--- PROBLEM TO WORK ON ---
For the word "PEPE", state how many lines of the records include it, with no other text.

══════════════════════════════

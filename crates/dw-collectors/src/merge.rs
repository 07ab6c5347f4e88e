/*
 *
 *
 *
 *
 * MIT License
 * Copyright (c) 2025. Dwight J. Browne
 * dwight[-at-]dwightjbrowne[-dot-]com
 *
 *
 * Permission is hereby granted, free of charge, to any person obtaining a copy
 * of this software and associated documentation files (the "Software"), to deal
 * in the Software without restriction, including without limitation the rights
 * to use, copy, modify, merge, publish, distribute, sublicense, and/or sell
 * copies of the Software, and to permit persons to whom the Software is
 * furnished to do so, subject to the following conditions:
 *
 * The above copyright notice and this permission notice shall be included in all
 * copies or substantial portions of the Software.
 *
 * THE SOFTWARE IS PROVIDED "AS IS", WITHOUT WARRANTY OF ANY KIND, EXPRESS OR
 * IMPLIED, INCLUDING BUT NOT LIMITED TO THE WARRANTIES OF MERCHANTABILITY,
 * FITNESS FOR A PARTICULAR PURPOSE AND NONINFRINGEMENT. IN NO EVENT SHALL THE
 * AUTHORS OR COPYRIGHT HOLDERS BE LIABLE FOR ANY CLAIM, DAMAGES OR OTHER
 * LIABILITY, WHETHER IN AN ACTION OF CONTRACT, TORT OR OTHERWISE, ARISING FROM,
 * OUT OF OR IN CONNECTION WITH THE SOFTWARE OR THE USE OR OTHER DEALINGS IN THE
 * SOFTWARE.
 */

//! Concurrent collection and priority-ordered merge.

use crate::error::{CollectorError, CollectorResult};
use crate::providers::{all_adapters, AdapterContext};
use crate::traits::ExchangeAdapter;
use dw_core::ExchangeId;
use dw_models::{Snapshot, TokenRecord, TokenSet};
use futures::future::join_all;
use std::sync::Arc;
use std::time::Instant;
use tracing::{debug, error, info};

/// Per-adapter result of one collection pass.
#[derive(Debug, Clone)]
pub struct AdapterOutput {
  pub exchange: ExchangeId,
  pub tokens: Vec<TokenRecord>,
}

/// Runs every adapter concurrently and folds their output into one snapshot.
pub struct MergeEngine {
  adapters: Vec<Arc<dyn ExchangeAdapter>>,
}

impl MergeEngine {
  /// Engine over `adapters`, merged in exchange priority order regardless of
  /// the order given.
  pub fn new(mut adapters: Vec<Arc<dyn ExchangeAdapter>>) -> Self {
    adapters.sort_by_key(|a| a.exchange());
    Self { adapters }
  }

  /// Engine over all supported exchanges, sharing one transport and archive.
  pub fn from_context(ctx: &AdapterContext) -> Self {
    Self::new(all_adapters(ctx))
  }

  pub fn exchanges(&self) -> Vec<ExchangeId> {
    self.adapters.iter().map(|a| a.exchange()).collect()
  }

  /// Fetch from every adapter and merge.
  ///
  /// Adapters run as independent tasks and every one is awaited before
  /// merging, even when a sibling has already failed. Adapters fail closed, so
  /// the only failure here is a task that panicked or was cancelled; it is
  /// reported once all tasks have finished.
  pub async fn collect(&self) -> CollectorResult<Snapshot> {
    let started = Instant::now();

    let handles: Vec<_> = self
      .adapters
      .iter()
      .map(|adapter| {
        let adapter = Arc::clone(adapter);
        tokio::spawn(async move {
          let begun = Instant::now();
          let tokens = adapter.fetch().await;
          info!(
            "{}: {} tokens in {}ms",
            adapter.exchange(),
            tokens.len(),
            begun.elapsed().as_millis()
          );
          AdapterOutput { exchange: adapter.exchange(), tokens }
        })
      })
      .collect();

    let joined = join_all(handles).await;

    let mut outputs = Vec::with_capacity(joined.len());
    let mut failure = None;
    for (adapter, result) in self.adapters.iter().zip(joined) {
      match result {
        Ok(output) => outputs.push(output),
        Err(e) => {
          error!("{} collection task failed: {}", adapter.exchange(), e);
          if failure.is_none() {
            failure = Some(format!("{} task failed: {}", adapter.exchange(), e));
          }
        }
      }
    }
    if let Some(reason) = failure {
      return Err(CollectorError::TaskFailed(reason));
    }

    let snapshot = Snapshot::new(merge(outputs));
    info!(
      "Merged {} tokens ({} chains) in {}ms",
      snapshot.tokens.len(),
      snapshot.chain_count(),
      started.elapsed().as_millis()
    );
    Ok(snapshot)
  }
}

/// Fold adapter output into one token list.
///
/// Outputs are taken in exchange priority order. A symbol's first appearance
/// fixes its position, exchange entries are appended verbatim and the first
/// non-empty display name wins.
pub fn merge(mut outputs: Vec<AdapterOutput>) -> Vec<TokenRecord> {
  outputs.sort_by_key(|o| o.exchange);

  let mut tokens = TokenSet::new();
  for output in outputs {
    debug!("Merging {} tokens from {}", output.tokens.len(), output.exchange);
    for record in output.tokens {
      tokens.absorb(record);
    }
  }
  tokens.into_vec()
}

#[cfg(test)]
mod tests {
  use super::*;
  use async_trait::async_trait;
  use dw_models::{ChainEntry, ChainStatus, ExchangeEntry};
  use std::time::Duration;

  struct Fixed {
    exchange: ExchangeId,
    tokens: Vec<TokenRecord>,
    delay: Duration,
  }

  #[async_trait]
  impl ExchangeAdapter for Fixed {
    fn exchange(&self) -> ExchangeId {
      self.exchange
    }

    async fn fetch_tokens(&self) -> CollectorResult<Vec<TokenRecord>> {
      tokio::time::sleep(self.delay).await;
      Ok(self.tokens.clone())
    }
  }

  struct Panicking;

  #[async_trait]
  impl ExchangeAdapter for Panicking {
    fn exchange(&self) -> ExchangeId {
      ExchangeId::Gate
    }

    async fn fetch_tokens(&self) -> CollectorResult<Vec<TokenRecord>> {
      panic!("mapping bug");
    }
  }

  fn record(symbol: &str, name: &str, exchange: ExchangeId, chain: &str) -> TokenRecord {
    let mut entry = ExchangeEntry::new(exchange.display_name());
    entry.chains.push(ChainEntry::closed(chain));
    TokenRecord { symbol: symbol.to_string(), name: name.to_string(), exchanges: vec![entry] }
  }

  fn adapter(exchange: ExchangeId, tokens: Vec<TokenRecord>, delay_ms: u64) -> Arc<dyn ExchangeAdapter> {
    Arc::new(Fixed { exchange, tokens, delay: Duration::from_millis(delay_ms) })
  }

  #[test]
  fn test_merge_priority_order_and_first_name_wins() {
    let outputs = vec![
      AdapterOutput {
        exchange: ExchangeId::Bitget,
        tokens: vec![record("ETH", "ETH", ExchangeId::Bitget, "ERC20"), record("PEPE", "PEPE", ExchangeId::Bitget, "ETH")],
      },
      AdapterOutput {
        exchange: ExchangeId::Okx,
        tokens: vec![record("ETH", "", ExchangeId::Okx, "ETH")],
      },
      AdapterOutput {
        exchange: ExchangeId::Binance,
        tokens: vec![record("ETH", "Ethereum", ExchangeId::Binance, "ETH")],
      },
    ];

    let tokens = merge(outputs);
    assert_eq!(tokens.len(), 2);
    assert_eq!(tokens[0].symbol, "ETH");
    assert_eq!(tokens[0].name, "Ethereum");
    let names: Vec<&str> = tokens[0].exchanges.iter().map(|e| e.name.as_str()).collect();
    assert_eq!(names, vec!["OKX", "Binance", "Bitget"]);
    assert_eq!(tokens[1].symbol, "PEPE");
  }

  #[test]
  fn test_merge_keeps_symbols_case_sensitive() {
    let outputs = vec![
      AdapterOutput { exchange: ExchangeId::Okx, tokens: vec![record("usdt", "", ExchangeId::Okx, "a")] },
      AdapterOutput { exchange: ExchangeId::Gate, tokens: vec![record("USDT", "", ExchangeId::Gate, "b")] },
    ];
    assert_eq!(merge(outputs).len(), 2);
  }

  #[test]
  fn test_merge_count_never_below_single_adapter() {
    let single = vec![record("A", "", ExchangeId::Bybit, "x"), record("B", "", ExchangeId::Bybit, "x")];
    let alone = merge(vec![AdapterOutput { exchange: ExchangeId::Bybit, tokens: single.clone() }]);
    let combined = merge(vec![
      AdapterOutput { exchange: ExchangeId::Bybit, tokens: single },
      AdapterOutput { exchange: ExchangeId::Okx, tokens: vec![record("A", "", ExchangeId::Okx, "y")] },
    ]);
    assert!(combined.len() >= alone.len());
  }

  #[tokio::test]
  async fn test_collect_waits_for_slowest_adapter() {
    let engine = MergeEngine::new(vec![
      adapter(ExchangeId::Bitget, vec![record("SOL", "Solana", ExchangeId::Bitget, "SOL")], 0),
      adapter(ExchangeId::Okx, vec![record("SOL", "", ExchangeId::Okx, "SOL")], 100),
      adapter(ExchangeId::Binance, Vec::new(), 0),
    ]);
    assert_eq!(engine.exchanges(), vec![ExchangeId::Okx, ExchangeId::Binance, ExchangeId::Bitget]);

    let snapshot = engine.collect().await.unwrap();
    assert!(snapshot.error.is_none());
    assert_eq!(snapshot.tokens.len(), 1);
    assert_eq!(snapshot.tokens[0].exchanges[0].name, "OKX");
    assert_eq!(snapshot.tokens[0].exchanges[1].name, "Bitget");
    assert_eq!(snapshot.tokens[0].name, "Solana");
  }

  #[tokio::test]
  async fn test_collect_scenario_okx_only_btc() {
    let mut okx = ExchangeEntry::new("OKX");
    okx.chains.push(ChainEntry {
      chain: "BTC".to_string(),
      deposit_status: ChainStatus::Open,
      withdraw_status: ChainStatus::Closed,
      contract_address: String::new(),
      min_withdraw: String::new(),
      withdraw_fee: String::new(),
    });
    let btc = TokenRecord { symbol: "BTC".into(), name: "Bitcoin".into(), exchanges: vec![okx] };

    let engine = MergeEngine::new(vec![
      adapter(ExchangeId::Okx, vec![btc], 0),
      adapter(ExchangeId::Binance, Vec::new(), 0),
    ]);
    let snapshot = engine.collect().await.unwrap();

    assert_eq!(snapshot.tokens.len(), 1);
    let token = &snapshot.tokens[0];
    assert_eq!(token.exchanges.len(), 1);
    assert_eq!(token.exchanges[0].chains.len(), 1);
    assert_eq!(token.exchanges[0].chains[0].deposit_status, ChainStatus::Open);
    assert_eq!(token.exchanges[0].chains[0].withdraw_status, ChainStatus::Closed);
  }

  #[tokio::test]
  async fn test_collect_reports_panicked_task_after_all_finish() {
    let engine = MergeEngine::new(vec![
      adapter(ExchangeId::Okx, vec![record("BTC", "", ExchangeId::Okx, "BTC")], 50),
      Arc::new(Panicking),
    ]);

    let result = engine.collect().await;
    if let Err(CollectorError::TaskFailed(reason)) = result {
      assert!(reason.contains("Gate.io"));
    } else {
      panic!("Expected TaskFailed");
    }
  }

  #[tokio::test]
  async fn test_collect_all_empty_is_not_an_error() {
    let engine = MergeEngine::new(vec![adapter(ExchangeId::Okx, Vec::new(), 0)]);
    let snapshot = engine.collect().await.unwrap();
    assert!(snapshot.is_empty());
    assert!(snapshot.error.is_none());
  }
}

══════════════════════════════

--- TASK ANSWER ---
2